Here's our summary of key economic events overnight that affect New Zealand, with news we are probably facing new supply-chain stresses as the fallout over the Pelosi visit to Taiwan echoes over coming months.
But first, after declining for eight of the past 12 weeks, and four of the past five weeks, American mortgage applications actually rose last week. It wasn't a big rise, but it was unusual, even in the whole 2022 context. The recent yield declines followed through to lower mortgage interest rates, which undoubtedly helped, especially as higher rates are anticipated for the rest of the year.
Also rising, and unexpectedly strongly, was their services sector activity in July.

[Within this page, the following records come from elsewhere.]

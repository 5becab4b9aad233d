use std::{
    collections::HashMap,
    sync::{
        atomic::{AtomicBool, Ordering},
        Mutex,
    },
    time::{Duration, Instant},
};

use sysinfo::Networks;

/// An interface whose byte counters have not moved for this long no longer
/// counts as attached.
const ACTIVITY_WINDOW: Duration = Duration::from_secs(60);

/// Platform view of network attachment. No reachability request is made; a
/// false positive simply surfaces as a failed transfer.
pub trait NetworkStatus: Send + Sync {
    fn is_connected(&self) -> bool;
}

/// Reports connected when a non-loopback interface has moved traffic within
/// the last [`ACTIVITY_WINDOW`].
pub struct SystemNetworkStatus {
    inner: Mutex<SystemNetworks>,
}

struct SystemNetworks {
    networks: Networks,
    activity: TrafficActivity,
}

impl SystemNetworkStatus {
    pub fn new() -> Self {
        Self {
            inner: Mutex::new(SystemNetworks {
                networks: Networks::new_with_refreshed_list(),
                activity: TrafficActivity::default(),
            }),
        }
    }
}

impl Default for SystemNetworkStatus {
    fn default() -> Self {
        Self::new()
    }
}

impl NetworkStatus for SystemNetworkStatus {
    fn is_connected(&self) -> bool {
        let mut guard = match self.inner.lock() {
            Ok(guard) => guard,
            Err(poisoned) => poisoned.into_inner(),
        };
        let SystemNetworks { networks, activity } = &mut *guard;
        networks.refresh_list();
        networks.refresh();

        let totals = networks
            .iter()
            .filter(|(name, _)| !is_loopback(name))
            .map(|(name, data)| {
                (
                    name.as_str(),
                    data.total_received() + data.total_transmitted(),
                )
            });
        activity.observe(totals, Instant::now())
    }
}

/// Remembers when each interface last moved bytes.
#[derive(Debug, Default)]
struct TrafficActivity {
    interfaces: HashMap<String, InterfaceTraffic>,
}

#[derive(Debug)]
struct InterfaceTraffic {
    total: u64,
    last_moved: Option<Instant>,
}

impl TrafficActivity {
    /// Records the current byte totals and reports whether any interface moved
    /// traffic within the window. Interfaces first seen with traffic count as
    /// active; interfaces that vanished are forgotten.
    fn observe<'a>(&mut self, totals: impl Iterator<Item = (&'a str, u64)>, now: Instant) -> bool {
        let mut seen = HashMap::new();

        for (name, total) in totals {
            let last_moved = match self.interfaces.remove(name) {
                Some(previous) if previous.total == total => previous.last_moved,
                Some(_) => Some(now),
                None => (total > 0).then_some(now),
            };
            seen.insert(name.to_string(), InterfaceTraffic { total, last_moved });
        }
        self.interfaces = seen;

        self.interfaces.values().any(|traffic| {
            traffic
                .last_moved
                .is_some_and(|moved| now.duration_since(moved) <= ACTIVITY_WINDOW)
        })
    }
}

fn is_loopback(interface: &str) -> bool {
    interface == "lo" || interface.starts_with("lo0") || interface.starts_with("loopback")
}

/// Fixed answer that can be flipped at runtime, for embedding and tests.
#[derive(Debug, Default)]
pub struct StaticNetworkStatus {
    connected: AtomicBool,
}

impl StaticNetworkStatus {
    pub fn new(connected: bool) -> Self {
        Self {
            connected: AtomicBool::new(connected),
        }
    }

    pub fn set_connected(&self, connected: bool) {
        self.connected.store(connected, Ordering::SeqCst);
    }
}

impl NetworkStatus for StaticNetworkStatus {
    fn is_connected(&self) -> bool {
        self.connected.load(Ordering::SeqCst)
    }
}
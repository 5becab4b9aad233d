pub mod capture;
pub mod counter;
pub mod db;
pub mod dispatch;
pub mod network;
pub mod pictures;
pub mod session;
pub mod settings;
pub mod transfer;
mod utils;

use std::sync::Arc;

use anyhow::{Context, Result};
use log::{info, warn};

use capture::CaptureIngest;
use counter::WatchUnsentCounter;
use db::{Database, ImageStatus};
use dispatch::{DispatchController, Dispatcher};
use network::SystemNetworkStatus;
use pictures::LocalPictureStore;
use session::{PreferencesStore, SessionGate};
use settings::Settings;
use transfer::HttpUploader;

/// Entry point of the daemon: wires the store, the session gate and the
/// uploader together and runs the dispatch loop until Ctrl-C.
pub fn run() -> Result<()> {
    // Initialize logging (reads RUST_LOG env var)
    env_logger::Builder::from_env(env_logger::Env::default().default_filter_or("info")).init();

    info!("photo-courier starting up...");

    let settings = Settings::from_env()?;
    let runtime = tokio::runtime::Builder::new_multi_thread()
        .enable_all()
        .build()
        .context("failed to build async runtime")?;

    runtime.block_on(serve(settings))
}

pub async fn serve(settings: Settings) -> Result<()> {
    let database = Database::new(settings.database_path())?;

    // Leases left behind by a crash keep their record out of selection.
    let stale = database.list_leased().await?;
    for image in &stale {
        warn!(
            "Image {} ({}) is still leased from a previous run; it will not be retried",
            image.name,
            image.remote_status().map_or("unknown", ImageStatus::as_str)
        );
    }

    let preferences = Arc::new(PreferencesStore::new(settings.preferences_path())?);
    let pictures = Arc::new(LocalPictureStore::new(settings.pictures_dir()));
    let counter = Arc::new(WatchUnsentCounter::new(database.clone()));

    let ingest = CaptureIngest::new(database.clone(), pictures.clone(), counter.clone());
    if let Err(err) = ingest.backfill().await {
        warn!("Failed to register untracked pictures: {err:?}");
    }
    let unsent = counter.refresh_now().await?;
    info!("{unsent} unsent image(s) queued");

    let gate = SessionGate::new(preferences.clone(), Arc::new(SystemNetworkStatus::new()));
    let uploader = Arc::new(HttpUploader::new(
        preferences.clone(),
        pictures.clone(),
        settings.upload_endpoint.clone(),
        settings.request_timeout(),
    )?);
    let dispatcher = Arc::new(Dispatcher::new(
        database.clone(),
        gate,
        pictures,
        uploader,
        counter,
        settings.presence_timeout(),
    ));

    let mut controller = DispatchController::new();
    controller.start(dispatcher, settings.cycle_delay())?;

    tokio::signal::ctrl_c()
        .await
        .context("failed to listen for shutdown signal")?;
    info!("Shutdown requested");

    controller.stop().await?;
    database.close();
    info!("Closed image store at {}", database.path().display());
    Ok(())
}
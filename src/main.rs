fn main() {
    if let Err(err) = photo_courier_lib::run() {
        log::error!("photo-courier failed: {err:?}");
        eprintln!("photo-courier failed: {err:?}");
        std::process::exit(1);
    }
}
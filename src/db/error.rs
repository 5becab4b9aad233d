use thiserror::Error;

/// Failures reported by the image record store.
///
/// None of these are fatal: the dispatcher treats every variant as
/// "skip this cycle and try again on the next tick".
#[derive(Debug, Error)]
pub enum StoreError {
    #[error("image store is unavailable")]
    Unavailable,
    #[error("image '{0}' already exists")]
    AlreadyExists(String),
    #[error("image '{0}' not found")]
    NotFound(String),
    #[error(transparent)]
    Query(#[from] anyhow::Error),
}

pub type StoreResult<T> = std::result::Result<T, StoreError>;
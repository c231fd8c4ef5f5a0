//! Segment LCD support: the HT1621 controller and seven-segment text rendering on top of it.

pub mod ht1621;
pub mod sevseg;
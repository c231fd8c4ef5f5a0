//! ASCII to seven-segment patterns.
//!
//! A pattern is 7 bits, `0bABCDEFG`: bit 6 lights segment A, bit 0 lights segment G.

/// Segment patterns indexed by ASCII code.
///
/// Codes 0 to 15 hold the hexadecimal digits, so a raw nibble can be displayed directly.
/// Lowercase letters that look the same as their uppercase form share the pattern. Anything that
/// can't be drawn sensibly on seven segments is blank.
pub const CHARACTER_TABLE: [u8; 128] = [
    // 0x00, hexadecimal digits 0-F
    0b1111110, 0b0110000, 0b1101101, 0b1111001, 0b0110011, 0b1011011, 0b1011111, 0b1110000,
    0b1111111, 0b1111011, 0b1110111, 0b0011111, 0b1001110, 0b0111101, 0b1001111, 0b1000111,
    // 0x10, control codes
    0, 0, 0, 0, 0, 0, 0, 0,
    0, 0, 0, 0, 0, 0, 0, 0,
    // 0x20  ' '  '!'  '"'        '#'  '$'  '%'  '&'  '\''
    0, 0, 0b0100010, 0, 0, 0, 0, 0b0100000,
    // 0x28  '('        ')'        '*'  '+'  ','        '-'        '.'  '/'
    0b1001110, 0b1111000, 0, 0, 0b0000100, 0b0000001, 0, 0,
    // 0x30, '0'-'7'
    0b1111110, 0b0110000, 0b1101101, 0b1111001, 0b0110011, 0b1011011, 0b1011111, 0b1110000,
    // 0x38  '8'        '9'        ':'  ';'  '<'  '='  '>'  '?'
    0b1111111, 0b1111011, 0, 0, 0, 0, 0, 0,
    // 0x40  '@'  'A'        'B'        'C'        'D'        'E'        'F'        'G'
    0, 0b1110111, 0b0011111, 0b1001110, 0b0111101, 0b1001111, 0b1000111, 0b1011110,
    // 0x48  'H'        'I'        'J'        'K'  'L'        'M'  'N'        'O'
    0b0110111, 0b0110000, 0b0111000, 0, 0b0001110, 0, 0b0010101, 0b1111110,
    // 0x50  'P'        'Q'        'R'        'S'        'T'        'U'        'V'  'W'
    0b1100111, 0b1110011, 0b0000101, 0b1011011, 0b0001111, 0b0111110, 0, 0,
    // 0x58  'X'  'Y'        'Z'  '['        '\\' ']'        '^'  '_'
    0, 0b0111011, 0, 0b1001110, 0, 0b1111000, 0, 0b0001000,
    // 0x60  '`'        'a'        'b'        'c'        'd'        'e'        'f'        'g'
    0b0000010, 0b1110111, 0b0011111, 0b0001101, 0b0111101, 0b1101111, 0b1000111, 0b1011110,
    // 0x68  'h'        'i'        'j'        'k'  'l'        'm'  'n'        'o'
    0b0010111, 0b0010000, 0b0111000, 0, 0b0110000, 0, 0b0010101, 0b0011101,
    // 0x70  'p'        'q'        'r'        's'        't'        'u'        'v'  'w'
    0b1100111, 0b1110011, 0b0000101, 0b1011011, 0b0001111, 0b0011100, 0, 0,
    // 0x78  'x'  'y'        'z'  '{'  '|'  '}'  '~'  DEL
    0, 0b0111011, 0, 0, 0, 0, 0, 0,
];

/// Gets the segment pattern of an ASCII code. Codes above 127 are blank.
pub fn pattern_for_code(code: u8) -> u8 {
    CHARACTER_TABLE.get(code as usize).copied().unwrap_or(0)
}

/// Gets the segment pattern of a character. Non-ASCII characters are blank.
pub fn pattern_for(c: char) -> u8 {
    if c.is_ascii() {
        pattern_for_code(c as u8)
    } else {
        0
    }
}
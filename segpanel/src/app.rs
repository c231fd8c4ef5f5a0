//! The demo sweep shown on the controller panel.

use log::{debug, info};
use segpanel_gpio::GpioResult;
use segpanel_gpio::lcd::ht1621::SegmentLcd;
use segpanel_gpio::lcd::ht1621::segments::digits::{
    VOLT_ONES, VOLT_TENTHS, X_HUNDREDS_DIGIT, X_ONES, X_TENS, Y_HUNDREDS_DIGIT, Y_ONES, Y_TENS,
};
use segpanel_gpio::lcd::ht1621::segments::{
    RADIO, RADIO_ANTENNA, SPEED, SPEED_BORDER, VOLT_DP, VOLT_LABEL, X_BAR, X_BAR_BORDER, X_PERCENT,
    Y_BAR, Y_BAR_BORDER,
};
use segpanel_gpio::lcd::sevseg::SevenSegment;

/// Sweeps a value from 0 to 255 over every readout and gauge of the panel.
pub struct App<'a> {
    lcd: SegmentLcd<'a>,
    x_axis: SevenSegment,
    y_axis: SevenSegment,
    voltage: SevenSegment,
    value: u8,
}

impl<'a> App<'a> {
    pub fn new(lcd: SegmentLcd<'a>) -> App<'a> {
        App {
            lcd,
            x_axis: SevenSegment::three_digit(X_HUNDREDS_DIGIT, X_TENS, X_ONES),
            y_axis: SevenSegment::three_digit(Y_HUNDREDS_DIGIT, Y_TENS, Y_ONES),
            voltage: SevenSegment::two_digit(VOLT_ONES, VOLT_TENTHS).with_decimal_point(true),
            value: 0,
        }
    }

    /// Initializes the display and draws the static labels.
    pub fn start(&mut self, backlight: bool) -> GpioResult<()> {
        self.lcd.init()?;
        if backlight {
            self.lcd.backlight_on()?;
        }

        for label in [
            X_BAR_BORDER, Y_BAR_BORDER, SPEED_BORDER, VOLT_LABEL, VOLT_DP, RADIO_ANTENNA, X_PERCENT,
        ] {
            self.lcd.set_seg(label);
        }
        self.lcd.flush()?;

        info!("Panel started.");
        Ok(())
    }

    /// Draws the current value and advances it.
    pub fn update(&mut self) -> GpioResult<()> {
        let value = self.value;
        debug!("Drawing {}", value);

        let buffer = self.lcd.buffer_mut();
        // The hundreds half digit can only show a 1
        self.x_axis.display_int(buffer, Self::percent(value) as i32);
        self.y_axis.display_int_hex(buffer, value as i32);
        // 0.0 to 5.0 V, in tenths
        let tenths = value as u32 * 50 / 255;
        self.voltage.display_str(buffer, &format!("{tenths:02}"));

        self.lcd.set_bar(&X_BAR, Self::level(value, X_BAR.len()));
        self.lcd.set_bar(&Y_BAR, Self::level(value, Y_BAR.len()));
        self.lcd.set_bar(&SPEED, Self::level(value, SPEED.len()));
        self.lcd.set_bar(&RADIO, Self::level(value, RADIO.len()));

        self.lcd.flush()?;

        self.value = value.wrapping_add(1);
        Ok(())
    }

    /// Blanks the display and turns it off.
    pub fn stop(&mut self) -> GpioResult<()> {
        self.lcd.buffer_mut().fill(0);
        self.lcd.flush()?;
        self.lcd.backlight_off()?;
        self.lcd.display_off()?;
        info!("Panel stopped.");
        Ok(())
    }

    fn percent(value: u8) -> u32 {
        value as u32 * 100 / 255
    }

    /// Maps a 0-255 value to the number of lit cells of a gauge with `cells` cells.
    fn level(value: u8, cells: usize) -> usize {
        (value as usize * (cells + 1)) / 256
    }
}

The widely-watched ISM measure was particularly upbeat with strong gains in new orders and activity levels while the price pressure eased noticeably. They also noted that these businesses are struggling to replenish inventories, and that bodes very well for the factory sector in coming months. The internationally benchmarked Markit PSI was however as negative as the ISM one was positive, so there is a good opportunity to reinforce confirmation bias here.
Meanwhile, American factory order growth beat forecasts in June to be +15% higher than year-ago levels, and that makes this data elevated for four of the past six months, impressing markets.
US carmaker Ford said is North American sales jumped by more than a third in July from a weak year-ago level. This was driven by a huge leap in electric car sales, and a +70% jump in SUV sales.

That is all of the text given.